# New Background Checks



## Maven (Feb 9, 2017)

As of April 3rd, no rideshare driver may pickup in Massachusetts until they have passed the Massachusetts Criminal Offender Record Information (CORI) check, which is more stringent than Uber's background check, but does not require fingerprinting. This also applies to drivers in adjacent states: New York, Connecticut, Rhode Island, New Hampshire and Vermont. Uber is actively blocking all drivers from Massachusetts pickups until they pass the CORI check.

Lyft also requires passing CORI as described here. The Lyft App prompts you for consent. I expect that even if you have already applied with one that you must also apply with the other.

You may "opt-in" for the Massachusetts CORI background check via Uber here. The web page contains a link to the 7 page list of disqualifying conditions.

*WARNING! If you fail the CORI check, not only will you be unable to drive in Massachusetts, but you will also be unable to drive ANYWHERE!*

I expect other state legislatures to enact similar legislation this year.


----------



## KenB (Apr 10, 2017)

My UBER app was shut down because of 2 OUI driving offenses 36 years ago. No offenses in the last 36 years. The lifetime "lookback" is unjustified and I am here hoping other UBER drivers in Massachusetts with stories similar to mine will speak up. If anyone knows of an attorney currently representing drivers like myself please let me know.


----------



## Maven (Feb 9, 2017)

KenB said:


> My UBER app was shut down because of 2 OUI driving offenses 36 years ago. No offenses in the last 36 years. The lifetime "lookback" is unjustified and I am here hoping other UBER drivers in Massachusetts with stories similar to mine will speak up. If anyone knows of an attorney currently representing drivers like myself please let me know.

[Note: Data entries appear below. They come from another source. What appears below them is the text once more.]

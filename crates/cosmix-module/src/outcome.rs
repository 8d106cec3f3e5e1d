//! Result of one module execution.

use serde::{Deserialize, Serialize};

/// Non-fatal result of [`Module::execute`](crate::Module::execute).
///
/// `InvalidPoint` means the parameter point is outside the module's domain
/// of validity (unphysical combination, failed convergence at that point).
/// The pipeline stops, the evaluation gets a likelihood of −∞ and the run
/// carries on.
#[derive(Debug, Clone, PartialEq, Eq, Serialize, Deserialize)]
#[serde(tag = "status", content = "reason", rename_all = "snake_case")]
pub enum Outcome {
    Success,
    InvalidPoint(String),
}

impl Outcome {
    /// Shorthand for [`Outcome::InvalidPoint`].
    #[must_use]
    pub fn invalid(reason: impl Into<String>) -> Self {
        Self::InvalidPoint(reason.into())
    }

    #[must_use]
    pub fn is_success(&self) -> bool {
        matches!(self, Self::Success)
    }
}

impl std::fmt::Display for Outcome {
    fn fmt(&self, f: &mut std::fmt::Formatter<'_>) -> std::fmt::Result {
        match self {
            Self::Success => f.write_str("success"),
            Self::InvalidPoint(reason) => write!(f, "invalid point: {reason}"),
        }
    }
}
//! Module contract for cosmix pipelines.
//!
//! A pipeline is an ordered list of [`Module`]s. Each module reads what
//! earlier modules wrote into the shared [`DataBlock`](cosmix_block::DataBlock)
//! and writes its own results for later ones. Modules do not know about each
//! other, samplers, or output formats.
//!
//! | Type | Role |
//! |------|------|
//! | [`Module`] | lifecycle trait: configure / execute / cleanup |
//! | [`ConfigureContext`] | configure-time options, seed block, declared parameters |
//! | [`Outcome`] | success or invalid point |
//! | [`ModuleError`] | fatal failures |
//! | [`testing::ModuleTestHarness`] | lifecycle harness for unit tests |

mod context;
mod error;
mod module;
mod outcome;
pub mod testing;

pub use context::{resolve_against, ConfigureContext, KIND_OPTION};
pub use error::ModuleError;
pub use module::{FnModule, Module, ModuleInfo};
pub use outcome::Outcome;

I cannot give you a recommendation for an attorney, but to get a list google: cori lawyers massachusetts

Many lawyers offer a free 1-hour consultation. I suggest that you interview several before deciding. Please share anything that might help others like yourself including:

How to choose a CORI lawyer
What your lawyer tells you that may apply to others
One strategy is to "Petition to Seal Criminal Records (CORI)" *BEFORE* applying.


----------



## jonhjax (Jun 24, 2016)

Florida is going to vote on senate bill 340 this summer. It has mandatory background checks but so far they only go back 5 years.


----------



## Maven (Feb 9, 2017)

jonhjax said:


> Florida is going to vote on senate bill 340 this summer. It has mandatory background checks but so far they only go back 5 years.

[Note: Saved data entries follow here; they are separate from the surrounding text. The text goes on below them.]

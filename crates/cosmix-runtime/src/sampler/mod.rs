//! Samplers.
//!
//! A [`Sampler`] proposes points and turns evaluations into
//! [`SampleRecord`]s, one batch per [`step`](Sampler::step). The driver
//! consumes batches through [`run`], which yields them lazily and stops
//! at the first error or cancellation:
//!
//! ```text
//! run(sampler, ctx) ── next() ── cancelled? ──► Err(Cancelled)
//!                         │
//!                         └─ sampler.step(ctx)
//!                               ├─ Some(batch) ──► Ok(batch)
//!                               ├─ None ──► sampler.finish() ──► end
//!                               └─ Err(e) ──► Err(e), end
//! ```
//!
//! Batches are evaluated through [`StepContext::evaluate`], which fans
//! the points out over the worker pool and returns evaluations in input
//! order.

mod emcee;
mod error;
mod grid;
mod metropolis;
mod single;

pub use emcee::{Checkpoint, EmceeSampler};
pub use error::SamplerError;
pub use grid::GridSampler;
pub use metropolis::MetropolisSampler;
pub use single::TestSampler;

use crate::config::Config;
use crate::pipeline::{Evaluation, Pipeline};
use crate::pool::{CancelToken, WorkerPool};
use cosmix_types::names;
use rand::SeedableRng;
use rand_chacha::ChaCha8Rng;
use serde::{Deserialize, Serialize};
use std::path::Path;
use tracing::debug;

/// One output row.
#[derive(Debug, Clone, PartialEq, Serialize, Deserialize)]
pub struct SampleRecord {
    pub point: Vec<f64>,
    pub derived: Vec<f64>,
    pub prior: f64,
    pub like: f64,
    pub post: f64,
}

impl SampleRecord {
    /// Values in output column order.
    #[must_use]
    pub fn row(&self) -> Vec<f64> {
        let mut row = Vec::with_capacity(self.point.len() + self.derived.len() + 3);
        row.extend_from_slice(&self.point);
        row.extend_from_slice(&self.derived);
        row.extend([self.prior, self.like, self.post]);
        row
    }
}

impl From<&Evaluation> for SampleRecord {
    fn from(e: &Evaluation) -> Self {
        Self {
            point: e.point.clone(),
            derived: e.derived.clone(),
            prior: e.prior,
            like: e.like,
            post: e.post,
        }
    }
}

/// Output column labels for `pipeline`.
#[must_use]
pub fn output_columns(pipeline: &Pipeline) -> Vec<String> {
    let mut columns = pipeline.space().columns();
    columns.extend(pipeline.extra_columns());
    columns.extend(["prior", "like", "post"].map(String::from));
    columns
}

/// What a sampler step can use.
pub struct StepContext<'a> {
    pub pipeline: &'a Pipeline,
    pub pool: &'a WorkerPool,
    pub cancel: &'a CancelToken,
}

impl<'a> StepContext<'a> {
    #[must_use]
    pub fn new(pipeline: &'a Pipeline, pool: &'a WorkerPool, cancel: &'a CancelToken) -> Self {
        Self {
            pipeline,
            pool,
            cancel,
        }
    }

    /// Evaluates `points` in parallel, results in input order.
    ///
    /// Points outside the parameter ranges are rejected without running
    /// the pipeline.
    ///
    /// # Errors
    ///
    /// [`SamplerError::Cancelled`] once the token is set, or the first
    /// fatal pipeline error.
    pub fn evaluate(&self, points: &[Vec<f64>]) -> Result<Vec<Evaluation>, SamplerError> {
        let pipeline = self.pipeline;
        let n_derived = pipeline.n_derived();
        self.pool.map(points, |point| {
            if self.cancel.is_cancelled() {
                return Err(SamplerError::Cancelled);
            }
            if !pipeline.space().in_range(point) {
                return Ok(Evaluation::invalid(
                    point,
                    f64::NEG_INFINITY,
                    "outside parameter range",
                    n_derived,
                ));
            }
            Ok(pipeline.evaluate(point)?)
        })
    }

    /// Evaluates a single point.
    ///
    /// # Errors
    ///
    /// As [`evaluate`](Self::evaluate).
    pub fn evaluate_one(&self, point: &[f64]) -> Result<Evaluation, SamplerError> {
        self.evaluate(&[point.to_vec()])?
            .pop()
            .ok_or(SamplerError::Cancelled)
    }
}

/// A sampling strategy.
pub trait Sampler: Send {
    /// Name used in `[runtime] sampler` and output metadata.
    fn name(&self) -> &'static str;

    /// Whether batch order must be preserved in the output.
    fn ordered(&self) -> bool {
        true
    }

    /// Whether this run continues an earlier one, so output is appended.
    fn resuming(&self) -> bool {
        false
    }

    /// Produces the next batch, or `None` when done.
    ///
    /// # Errors
    ///
    /// Fatal pipeline errors, cancellation or sampler-specific failures.
    fn step(&mut self, ctx: &StepContext<'_>) -> Result<Option<Vec<SampleRecord>>, SamplerError>;

    /// Called once after the last batch.
    ///
    /// # Errors
    ///
    /// Sampler-specific failures (for example writing a checkpoint).
    fn finish(&mut self, ctx: &StepContext<'_>) -> Result<(), SamplerError> {
        let _ = ctx;
        Ok(())
    }

    /// `key = value` pairs for the output header.
    fn metadata(&self) -> Vec<(String, String)> {
        Vec::new()
    }
}

/// Lazy iterator over a sampler's batches.
pub struct SamplerRun<'s, 'c> {
    sampler: &'s mut dyn Sampler,
    ctx: StepContext<'c>,
    done: bool,
}

/// Drives `sampler` to completion as an iterator of batches.
pub fn run<'s, 'c>(sampler: &'s mut dyn Sampler, ctx: StepContext<'c>) -> SamplerRun<'s, 'c> {
    SamplerRun {
        sampler,
        ctx,
        done: false,
    }
}

impl Iterator for SamplerRun<'_, '_> {
    type Item = Result<Vec<SampleRecord>, SamplerError>;

    fn next(&mut self) -> Option<Self::Item> {
        if self.done {
            return None;
        }
        if self.ctx.cancel.is_cancelled() {
            self.done = true;
            return Some(Err(SamplerError::Cancelled));
        }
        match self.sampler.step(&self.ctx) {
            Ok(Some(batch)) => Some(Ok(batch)),
            Ok(None) => {
                self.done = true;
                self.sampler.finish(&self.ctx).err().map(Err)
            }
            Err(e) => {
                self.done = true;
                Some(Err(e))
            }
        }
    }
}

/// Creates the sampler named by `[runtime] sampler` (default `test`).
///
/// `output` is the chain file, used by samplers that checkpoint next to it.
///
/// # Errors
///
/// [`SamplerError::Unknown`] or an option error from the sampler's section.
pub fn create_sampler(config: &Config, output: Option<&Path>) -> Result<Box<dyn Sampler>, SamplerError> {
    let name = config
        .get_str_or(names::RUNTIME, "sampler", "test")?
        .to_ascii_lowercase();
    debug!(sampler = %name, "Creating sampler");
    let sampler: Box<dyn Sampler> = match name.as_str() {
        "test" => Box::new(TestSampler::from_config(config)?),
        "grid" => Box::new(GridSampler::from_config(config)?),
        "metropolis" => Box::new(MetropolisSampler::from_config(config)?),
        "emcee" => Box::new(EmceeSampler::from_config(config, output)?),
        _ => return Err(SamplerError::Unknown(name)),
    };
    Ok(sampler)
}

/// Random generator for a sampler: seeded from `random_seed` when set,
/// otherwise from entropy. Returns the seed actually used.
fn seeded_rng(config: &Config, section: &str) -> Result<(ChaCha8Rng, u64), SamplerError> {
    let seed = match config.get::<i64>(section, "random_seed")? {
        Some(s) => s as u64,
        None => rand::random(),
    };
    Ok((ChaCha8Rng::seed_from_u64(seed), seed))
}

/// Reads a strictly positive integer option.
fn positive(
    config: &Config,
    sampler: &'static str,
    key: &'static str,
    default: i64,
) -> Result<usize, SamplerError> {
    let value = config.get_int_or(sampler, key, default)?;
    usize::try_from(value)
        .ok()
        .filter(|v| *v > 0)
        .ok_or_else(|| SamplerError::invalid(sampler, key, format!("must be positive, got {value}")))
}


#[cfg(test)]
mod tests {
    use super::testing::pipeline;
    use super::*;
    use cosmix_types::ErrorCode;

    #[test]
    fn columns_and_rows() {
        let (_, pipeline) = pipeline("extra_output = \"cosmological_parameters/y\"");
        assert_eq!(
            output_columns(&pipeline),
            vec![
                "cosmological_parameters--x",
                "cosmological_parameters--y",
                "prior",
                "like",
                "post"
            ]
        );
        let record = SampleRecord {
            point: vec![1.0],
            derived: vec![2.0],
            prior: -1.0,
            like: -0.5,
            post: -1.5,
        };
        assert_eq!(record.row(), vec![1.0, 2.0, -1.0, -0.5, -1.5]);
    }

    #[test]
    fn out_of_range_points_skip_the_pipeline() {
        let (_, pipeline) = pipeline("");
        let pool = WorkerPool::serial();
        let cancel = CancelToken::new();
        let ctx = StepContext::new(&pipeline, &pool, &cancel);
        let results = ctx.evaluate(&[vec![2.0], vec![7.0]]).expect("evaluate");
        assert!(results[0].is_valid());
        assert_eq!(results[0].like, 0.0);
        assert!(!results[1].is_valid());
        assert_eq!(results[1].prior, f64::NEG_INFINITY);
    }

    #[test]
    fn parallel_results_keep_order() {
        let (_, pipeline) = pipeline("");
        let pool = WorkerPool::new(4).expect("pool");
        let cancel = CancelToken::new();
        let ctx = StepContext::new(&pipeline, &pool, &cancel);
        let points: Vec<Vec<f64>> = (0..50).map(|i| vec![-5.0 + 0.2 * f64::from(i)]).collect();
        let results = ctx.evaluate(&points).expect("evaluate");
        for (p, e) in points.iter().zip(&results) {
            assert_eq!(&e.point, p);
        }
    }

    #[test]
    fn cancelled_context() {
        let (_, pipeline) = pipeline("");
        let pool = WorkerPool::serial();
        let cancel = CancelToken::new();
        cancel.cancel();
        let ctx = StepContext::new(&pipeline, &pool, &cancel);
        let err = ctx.evaluate_one(&[1.0]).expect_err("cancelled");
        assert_eq!(err.code(), "SAMPLER_CANCELLED");
    }

    #[test]
    fn sampler_selection() {
        let config = Config::from_toml_str("[runtime]\nsampler = \"grid\"").expect("config");
        assert_eq!(create_sampler(&config, None).expect("grid").name(), "grid");

        let config = Config::default();
        assert_eq!(create_sampler(&config, None).expect("default").name(), "test");

        let config = Config::from_toml_str("[runtime]\nsampler = \"multinest\"").expect("config");
        let err = create_sampler(&config, None).err().expect("unknown");
        assert_eq!(err.code(), "SAMPLER_UNKNOWN");
    }
}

I know that both Connecticut and New York are close to passing new TNC/Rideshare legislation.
Over 8,000 in Massachusetts have lost the ability to do rideshare this month


----------



## Coachman (Sep 22, 2015)

Maven said:


> I know that both Connecticut and New York are close to passing new TNC/Rideshare legislation.
> Over 8,000 in Massachusetts have lost the ability to do rideshare this month


That seems high. What's that as a percentage of all drivers?


----------



## Maven (Feb 9, 2017)

Coachman said:


> That seems high. What's that as a percentage of all drivers?

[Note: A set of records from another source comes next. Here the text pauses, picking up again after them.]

//! cosmix CLI: run a parameter file.
//!
//! # Usage
//!
//! ```text
//! cosmix params.toml
//! cosmix params.toml -p runtime.sampler=grid -p grid.nsample_dimension=10
//! cosmix params.toml -v cosmological_parameters.h0=0.7 --threads 8
//! cosmix params.toml --postprocess summary/
//! ```
//!
//! # Output streams
//!
//! - stdout: report lines (`Likelihood = ...`)
//! - stderr: logs and `[CODE] message` errors
//!
//! # Environment Variables
//!
//! - `COSMIX_<SECTION>__<KEY>`: override an existing option
//! - `RUST_LOG`: log filter when neither `-d` nor `--verbose` is given
//!
//! Ctrl-C cancels the run; modules are cleaned up and the chain file is
//! closed before exiting.

use anyhow::Result;
use clap::Parser;
use cosmix_app::{CancelToken, ErrorCode, Overrides, Postprocessor, RunBuilder, RunError, Variables};
use cosmix_runtime::config::Assignment;
use std::path::PathBuf;
use std::process::ExitCode;
use tracing::{info, warn};
use tracing_subscriber::EnvFilter;

/// Exit status for a cancelled run (128 + SIGINT).
const EXIT_CANCELLED: u8 = 130;

/// cosmix: cosmological parameter estimation pipelines
#[derive(Parser, Debug)]
#[command(name = "cosmix")]
#[command(version, about, long_about = None)]
struct Args {
    /// Parameter file
    params: PathBuf,

    /// Override an option: section.key=value (repeatable)
    #[arg(short = 'p', long = "param", value_name = "SECTION.KEY=VALUE")]
    overrides: Vec<Assignment>,

    /// Fix a declared parameter: section.key=value (repeatable)
    #[arg(short = 'v', long = "variable", value_name = "SECTION.KEY=VALUE")]
    variables: Vec<Assignment>,

    /// Worker threads (overrides [runtime] threads)
    #[arg(long)]
    threads: Option<usize>,

    /// Summarise the chain into DIR after the run
    #[arg(long, value_name = "DIR")]
    postprocess: Option<PathBuf>,

    /// Enable debug logging
    #[arg(short, long)]
    debug: bool,

    /// Enable info logging
    #[arg(long)]
    verbose: bool,
}

fn init_tracing(args: &Args) {
    let filter = if args.debug {
        EnvFilter::new("debug")
    } else if args.verbose {
        EnvFilter::new("info")
    } else {
        EnvFilter::try_from_default_env().unwrap_or_else(|_| EnvFilter::new("warn"))
    };
    tracing_subscriber::fmt()
        .with_env_filter(filter)
        .with_target(false)
        .with_writer(std::io::stderr)
        .init();
}

fn report(err: &RunError) -> ExitCode {
    eprintln!("[{}] {}", err.code(), err);
    match err {
        RunError::Cancelled => ExitCode::from(EXIT_CANCELLED),
        _ => ExitCode::FAILURE,
    }
}

#[tokio::main]
async fn main() -> Result<ExitCode> {
    let args = Args::parse();
    init_tracing(&args);

    let cancel = CancelToken::new();
    let on_signal = cancel.clone();
    tokio::spawn(async move {
        if tokio::signal::ctrl_c().await.is_ok() {
            warn!("Interrupted; stopping after the current evaluations");
            on_signal.cancel();
        }
    });

    let mut builder = RunBuilder::new(&args.params)
        .overrides(args.overrides.iter().cloned().collect::<Overrides>())
        .variables(args.variables.iter().cloned().collect::<Variables>())
        .cancel_token(cancel);
    if let Some(n) = args.threads {
        builder = builder.threads(n);
    }

    // Modules and samplers are synchronous; keep them off the runtime threads.
    let summary = match tokio::task::spawn_blocking(move || builder.run()).await? {
        Ok(summary) => summary,
        Err(e) => return Ok(report(&e)),
    };
    info!(
        run_id = %summary.run_id,
        sampler = %summary.sampler,
        samples = summary.samples,
        valid = summary.valid,
        "Run finished"
    );

    if let Some(dir) = args.postprocess {
        let params = args.params.clone();
        let result = tokio::task::spawn_blocking(move || {
            Postprocessor::from_run(&params, dir).and_then(|pp| pp.save())
        })
        .await?;
        match result {
            Ok(files) => info!(files = files.len(), "Postprocessing written"),
            Err(e) => return Ok(report(&e)),
        }
    }

    Ok(ExitCode::SUCCESS)
}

It is high! Especially if you were one of the 8,000. I do not know percentages, but the largest group was "License Suspension", within 7 years, anywhere, for any reason. The 2nd largest group didn't hold a valid US driver's license long enough.


----------



## jp300h (Oct 5, 2016)

I for one have no problem with extensive b/g checks. I also think all vehicles should be 2010+. And select vehicles should be "select".
Uber is far too watered down as it is.



Maven said:


> I know that both Connecticut and New York are close to passing new TNC/Rideshare legislation.
> Over 8,000 in Massachusetts have lost the ability to do rideshare this month


Ya, everything on that list SHOULD disqualify drivers


----------



## ginseng41 (Nov 30, 2014)

As I said in another post, my license was suspended for a few days because my insurance company screwed up and I was out of town when the DMV letter arrived. I assume lots on that list have a similar story


----------



## Another Uber Driver (May 27, 2015)

Maven said:


> As of April 3rd, no rideshare driver may pickup in Massachusetts including Bradley Airport


Bradley Field is in Connecticut. Since when did the Massachusetts Legislature have a say in what goes on in Connecticut?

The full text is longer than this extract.